De valkuilen uit de psychologie richten voornamelijk schade aan in de persoonlijk levenssfeer. Hoe groot die schade, en haar maatschappelijke vervolgschade, ook is, oneindig veel groter is de maatschappelijk schade van een andere valkuil, die in de psychologische literatuur zelden apart beschreven wordt: de geldvalkuil.

De geldvalkuil start, net als die van de mishandeling, met een natuurlijk en op zichzelf gezond proces. Bij de mishandeling is dat het belang van de vrouw om een sterke man te hebben. Een sterke man bracht evolutionair gezien meer voedsel mee naar huis, en kon dus beter voor de kinderen zorgen.

In de huidige maatschappij zijn de diverse gemeenschapsrollen terecht gekomen bij gespecialiseerde groepen, waarna de specialisten hun producten onderling ruilen. Dat ruilen gaat sinds mensenheugenis met de ene of de andere vorm van geld. Waar de sterke man vroeger meer vlees naar huis bracht, brengt hij nu meer geld. Aan de andere kant streven de mannen in hun verlangen naar een aantrekkelijke en gezonde partner dus tegenwoordig in hoge mate naar geld.

Het nieuwe in de de moderne geldmaatschappij is dat de hoeveelheid geld niet meer af hoeft te hangen van werkelijke prestaties in de jacht, maar ook tot stand kan komen door allerlei willekeurigheden, lopende van geboorte tot puur toeval. Wat in de moderne maatschappij in belangrijke mate verloren is gegaan, is het verband tussen prestatie en beloning: de beste jager bracht het meeste vlees mee naar huis, maar de meest productieve moderne mens brengt zeker niet het meeste geld mee naar huis. Iedereen weet dat degenen die het meest verdienen degenen zijn die handelen in geld, dat wil zeggen: in niets, voor zover het de werkelijkheid betreft. Dat komt omdat geld geen werkelijkheid is, maar iets als "een belofte tot levering van", een abstractie van de werkelijkheid.

De relaties tussen dingen, waarvan de relatie tussen geld en goed er een is, worden het meest nauwkeurig beschreven door wiskundigen. Eén van hun bevindingen is dat zodra je abstracties van de vorm van geld toelaat, je de mogelijkheid tot het ontstaan van problemen schept, met als bekendste voorbeeld de mogelijkheid om aan zichzelf te refereren. Dat laatste kent de gewone wereld in de vorm van symbolen als dat van de vicieuze cirkel of dat van de slang die in zijn eigen staart bijt. Bij de slang heeft dat tot gevolg dat hij zichzelf opeet, dat hij verdwijnt, maar het andere extreem  gevolg van zo'n vicieuze cirkel, zo'n terugkoppelproces, is ook mogelijk: dat datgene dat teruggekoppeld wordt steeds groter wordt.

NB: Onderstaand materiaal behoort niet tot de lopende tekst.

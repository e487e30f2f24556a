//! Prelude module for convenient imports
//!
//! ```ignore
//! use modkit::prelude::*;
//! ```
//!
//! This brings the following into scope:
//!
//! - SI formatting: `to_si`, `format_si`, `FormatSpec`, `SiPrefix`, `ToSi`
//! - Text: `format`, `FormatArg`, `StringBuilderExt`
//! - Logging: `Logger`, `LogChannel`, `DebugLogger`
//! - Host model: `GameScene`, `Component`
//! - Error handling: `Error`, `Result`

// SI formatting
pub use crate::si::{FormatSpec, SiPrefix, SiValue, ToSi, format_si, to_si, to_si_bounded};

// Text helpers
pub use crate::text::{FormatArg, StringBuilderExt, format, sprint};

// Logging
pub use crate::logging::{DebugLogger, LogChannel, Logger};

// Host model
pub use crate::host::{Component, GameScene};

// Error handling
pub use crate::error::{Error, Result};

// Configuration
pub use crate::config::Config;
use serde::{Deserialize, Serialize};

use super::scene::GameScene;

/// Something that can tag log messages with its identity
pub trait Component {
    /// Short type name, e.g. `Part`
    fn type_name(&self) -> &str;

    /// Name of this particular instance, when it has one worth showing
    fn instance_name(&self) -> Option<&str> {
        None
    }

    /// `Type (name)` or just `Type`
    fn label(&self) -> String {
        match self.instance_name() {
            Some(name) => format!("{} ({})", self.type_name(), name),
            None => self.type_name().to_string(),
        }
    }
}

/// A part placed on a craft
#[derive(Debug, Clone, PartialEq, Eq, Serialize, Deserialize)]
pub struct Part {
    /// Name of the part prefab this part was built from
    pub name: String,
}

impl Part {
    pub fn new(name: impl Into<String>) -> Self {
        Self { name: name.into() }
    }
}

impl Component for Part {
    fn type_name(&self) -> &str {
        "Part"
    }

    fn instance_name(&self) -> Option<&str> {
        Some(&self.name)
    }
}

#[derive(Debug, Clone, PartialEq, Eq, Default, Serialize, Deserialize)]
pub struct Vessel {
    pub vessel_name: String,
    pub root_part: Option<Part>,
}

impl Vessel {
    pub fn new(vessel_name: impl Into<String>) -> Self {
        Self {
            vessel_name: vessel_name.into(),
            root_part: None,
        }
    }
}

impl Component for Vessel {
    fn type_name(&self) -> &str {
        "Vessel"
    }

    fn instance_name(&self) -> Option<&str> {
        Some(&self.vessel_name)
    }
}

#[derive(Debug, Clone, Copy, PartialEq, Eq, Default, Serialize, Deserialize)]
pub enum UiControlKind {
    #[default]
    Label,
    Toggle,
    FloatRange,
    FloatEdit,
    Cycle,
}

/// Widget backing a field in one scene
#[derive(Debug, Clone, PartialEq, Eq, Default, Serialize, Deserialize)]
pub struct UiControl {
    pub kind: UiControlKind,
    pub controls_enabled: bool,
}

/// A field exposed by a part module in the right-click menu
#[derive(Debug, Clone, PartialEq, Eq, Default, Serialize, Deserialize)]
pub struct BaseField {
    pub name: String,
    pub gui_active: bool,
    pub gui_active_editor: bool,
    pub ui_control_flight: Option<UiControl>,
    pub ui_control_editor: Option<UiControl>,
}

impl BaseField {
    pub fn new(name: impl Into<String>) -> Self {
        Self {
            name: name.into(),
            ..Default::default()
        }
    }

    /// The control used in `scene`: the flight control in flight, the editor
    /// control in the editor, none elsewhere
    pub fn ui_control_current(&self, scene: GameScene) -> Option<&UiControl> {
        if scene.is_flight() {
            self.ui_control_flight.as_ref()
        } else if scene.is_editor() {
            self.ui_control_editor.as_ref()
        } else {
            None
        }
    }
}

#[derive(Debug, Clone, PartialEq, Eq, Default, Serialize, Deserialize)]
pub struct PartModule {
    pub module_name: String,
    pub fields: Vec<BaseField>,
}

impl PartModule {
    pub fn new(module_name: impl Into<String>) -> Self {
        Self {
            module_name: module_name.into(),
            fields: Vec::new(),
        }
    }

    /// Show every field in both the flight and editor menus
    pub fn activate_all_fields(&mut self) {
        for field in &mut self.fields {
            field.gui_active = true;
            field.gui_active_editor = true;
        }
    }
}

impl Component for PartModule {
    fn type_name(&self) -> &str {
        &self.module_name
    }
}

#[cfg(test)]
mod tests {
    use super::*;

    #[test]
    fn test_component_labels() {
        assert_eq!(Part::new("fuelTank").label(), "Part (fuelTank)");
        assert_eq!(Vessel::new("Kerbal X").label(), "Vessel (Kerbal X)");
        assert_eq!(PartModule::new("ModuleEngines").label(), "ModuleEngines");
    }

    #[test]
    fn test_ui_control_current() {
        let mut field = BaseField::new("thrustLimit");
        field.ui_control_flight = Some(UiControl {
            kind: UiControlKind::FloatRange,
            controls_enabled: true,
        });
        field.ui_control_editor = Some(UiControl {
            kind: UiControlKind::FloatEdit,
            controls_enabled: false,
        });

        assert_eq!(
            field.ui_control_current(GameScene::Flight).unwrap().kind,
            UiControlKind::FloatRange
        );
        assert_eq!(
            field.ui_control_current(GameScene::Editor).unwrap().kind,
            UiControlKind::FloatEdit
        );
        assert!(field.ui_control_current(GameScene::SpaceCenter).is_none());
    }

    #[test]
    fn test_activate_all_fields() {
        let mut module = PartModule::new("ModuleDataTransmitter");
        module.fields.push(BaseField::new("packetSize"));
        module.fields.push(BaseField::new("packetInterval"));
        module.activate_all_fields();
        assert!(module.fields.iter().all(|f| f.gui_active && f.gui_active_editor));
    }
}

De behoefte naar geld is een proces dat bij uitstek gevoelig is voor zo'n zichzelf versterkende vicieuze cirkel. Het overgangspunt van de gezonde versie naar deze ongezonde versie ligt daar waar de betrokkene meer geld krijgt dan waar hij op grond van zijn prestaties recht op heeft. Natuurlijk is de betrokkene, als betrokkene, daar meestal als eerste van op de hoogte, bewust of onbewust  . En even natuurlijk weet de betrokkene dat er dan iets niet in de haak is  , het gevoel van rechtvaardigheid van beloning is reeds bij apen experimenteel bewezen

Nu komt een tweede natuurlijk psychologisch proces om de hoek kijken: mensen die ergens ontevreden over zijn, proberen meestal compensatie te zoeken, en, ook meestal, niet in hetzelfde waar ze ontevreden over zijn, maar in iets anders, dat meer voor de hand ligt. Het verschijnsel van roken is de meest zichtbare vorm van deze compensatiedrift voor gevoelens van ontevredenheid.

Waar roken de enige toevlucht is voor de lagere klassen, hebben degenen in de top een andere mogelijkheid om hun ontevredenheid te sussen: het vergaren van meer geld. En daarmee is een vicieuze cirkel gesloten: meer geld bij dezelfde prestaties betekent meer onbalans, dus meer ontevredenheid, dus nog meer behoefte aan geld, ad infinitum.

Veel maatschappelijke processen die op eerste gezicht volkomen onbegrijpelijk zijn, kunnen nu een plaats krijgen. Want iedereen weet dat hij maar in één huis kan wonen en in één auto rijden, dat de toegevoegde emotionele waarde van een tweede huis of auto nog meetbaar is, maar alles daar voorbij nauwelijks nog iets aan extra tevredenheid opwekt. En de rijkdom van groep waar we het hier over hebben gaat over vele veelvouden van dit soort bedragen. Hun  gedrag is in normale menselijk termen volledig onbegrijpelijk, een onbegrijpelijkheid zoals uitgedrukt in de parabel van de visser  . En even onbegrijpelijk is de reactie op voorstellen van hogere belastingen voor de rijken: op geen enkele wijze betekent dit een merkbare invloed op hun leven.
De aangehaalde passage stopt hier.